_What you will do:_ Word for word, restate the line containing "this locator's matches" and all the lines that come after it in the entries below. Include nothing from before it.

_Stored data entries:_
=======
//! Locator abstraction for element selection.
//!
//! A [`Locator`] is an element reference: a selector plus the scope it is
//! evaluated in. Nothing is resolved when a locator is built; every
//! operation performed through a driver re-resolves it against the live
//! document.
//!
//! # Design Philosophy
//!
//! - **Lazy**: locators are plain data, cheap to clone and store in page objects
//! - **Composable scopes**: `nth()` and `descendant()` turn a row selector into
//!   cell references without materializing any handle
//! - **Engine-neutral**: the same selector renders to a JavaScript element query
//!   for CDP and is interpreted directly by the simulator

use serde::{Deserialize, Serialize};
use std::fmt;

/// Selector type for locating elements
#[derive(Debug, Clone, PartialEq, Eq)]
pub enum Selector {
    /// CSS selector (e.g., `button[ng-click="home()"]`)
    Css(String),
    /// CSS selector filtered to elements whose text contains `text`
    CssWithText {
        /// Base CSS selector
        css: String,
        /// Text content to match
        text: String,
    },
    /// The `index`-th match (zero based) of another selector
    Nth {
        /// Selector being indexed
        base: Box<Selector>,
        /// Zero-based index
        index: usize,
    },
    /// CSS matches scoped under every match of another selector
    Descendant {
        /// Scope selector
        base: Box<Selector>,
        /// CSS selector evaluated inside each scope element
        css: String,
    },
}

impl Selector {
    /// Create a CSS selector
    #[must_use]
    pub fn css(selector: impl Into<String>) -> Self {
        Self::Css(selector.into())
    }

    /// Create a CSS selector with a text filter
    #[must_use]
    pub fn css_with_text(css: impl Into<String>, text: impl Into<String>) -> Self {
        Self::CssWithText {
            css: css.into(),
            text: text.into(),
        }
    }

    /// JavaScript expression evaluating to the array of matched elements,
    /// in document order.
    #[must_use]
    pub fn to_elements_query(&self) -> String {
        match self {
            Self::Css(css) => format!("Array.from(document.querySelectorAll({}))", js_string(css)),
            Self::CssWithText { css, text } => format!(
                "Array.from(document.querySelectorAll({})).filter(el => (el.textContent || '').includes({}))",
                js_string(css),
                js_string(text)
            ),
            Self::Nth { base, index } => {
                format!("[({})[{index}]].filter(Boolean)", base.to_elements_query())
            }
            Self::Descendant { base, css } => format!(
                "({}).flatMap(el => Array.from(el.querySelectorAll({})))",
                base.to_elements_query(),
                js_string(css)
            ),
        }
    }

    /// JavaScript expression counting matches
    #[must_use]
    pub fn to_count_query(&self) -> String {
        format!("({}).length", self.to_elements_query())
    }
}

impl fmt::Display for Selector {
    fn fmt(&self, f: &mut fmt::Formatter<'_>) -> fmt::Result {
        match self {
            Self::Css(css) => write!(f, "{css}"),
            Self::CssWithText { css, text } => write!(f, "{css}:has-text({text:?})"),
            Self::Nth { base, index } => write!(f, "{base} >> nth={index}"),
            Self::Descendant { base, css } => write!(f, "{base} >> {css}"),
        }
    }
}

/// Render a Rust string as a JavaScript string literal
fn js_string(s: &str) -> String {
    serde_json::Value::from(s).to_string()
}

/// A deferred reference to zero or more elements.
#[derive(Debug, Clone, PartialEq, Eq)]
pub struct Locator {
    selector: Selector,
}

impl Locator {
    /// Create a new locator with a CSS selector
    #[must_use]
    pub fn new(selector: impl Into<String>) -> Self {
        Self::from_selector(Selector::Css(selector.into()))
    }

    /// Create a locator from a selector
    #[must_use]
    pub const fn from_selector(selector: Selector) -> Self {
        Self { selector }
    }

    /// Reference the `index`-th match (zero based)
    #[must_use]
    pub fn nth(&self, index: usize) -> Self {
        Self {
            selector: Selector::Nth {
                base: Box::new(self.selector.clone()),
                index,
            },
        }
    }

    /// Reference CSS matches inside this locator's matches
    #[must_use]
    pub fn descendant(&self, css: impl Into<String>) -> Self {
        Self {
            selector: Selector::Descendant {
                base: Box::new(self.selector.clone()),
                css: css.into(),
            },
        }
    }

    /// Get the selector
    #[must_use]
    pub const fn selector(&self) -> &Selector {
        &self.selector
    }
}

impl fmt::Display for Locator {
    fn fmt(&self, f: &mut fmt::Formatter<'_>) -> fmt::Result {
        self.selector.fmt(f)
    }
}

/// Bounding box for an element
#[derive(Debug, Clone, Copy, PartialEq, Serialize, Deserialize)]
pub struct BoundingBox {
    /// X position
    pub x: f64,
    /// Y position
    pub y: f64,
    /// Width
    pub width: f64,
    /// Height
    pub height: f64,
}

impl BoundingBox {
    /// Create a new bounding box
    #[must_use]
    pub const fn new(x: f64, y: f64, width: f64, height: f64) -> Self {
        Self {
            x,
            y,
            width,
            height,
        }
    }

    /// Check whether this box lies entirely above another one
    #[must_use]
    pub fn is_above(&self, other: &Self) -> bool {
        self.y < other.y
    }
}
=======
_Output of the exercise:_
    /// Reference CSS matches inside this locator's matches
    #[must_use]
    pub fn descendant(&self, css: impl Into<String>) -> Self {
        Self {
            selector: Selector::Descendant {
                base: Box::new(self.selector.clone()),
                css: css.into(),
            },
        }
    }

    /// Get the selector
    #[must_use]
    pub const fn selector(&self) -> &Selector {
        &self.selector
    }
}

impl fmt::Display for Locator {
    fn fmt(&self, f: &mut fmt::Formatter<'_>) -> fmt::Result {
        self.selector.fmt(f)
    }
}

/// Bounding box for an element
#[derive(Debug, Clone, Copy, PartialEq, Serialize, Deserialize)]
pub struct BoundingBox {
    /// X position
    pub x: f64,
    /// Y position
    pub y: f64,
    /// Width
    pub width: f64,
    /// Height
    pub height: f64,
}

impl BoundingBox {
    /// Create a new bounding box
    #[must_use]
    pub const fn new(x: f64, y: f64, width: f64, height: f64) -> Self {
        Self {
            x,
            y,
            width,
            height,
        }
    }

    /// Check whether this box lies entirely above another one
    #[must_use]
    pub fn is_above(&self, other: &Self) -> bool {
        self.y < other.y
    }
}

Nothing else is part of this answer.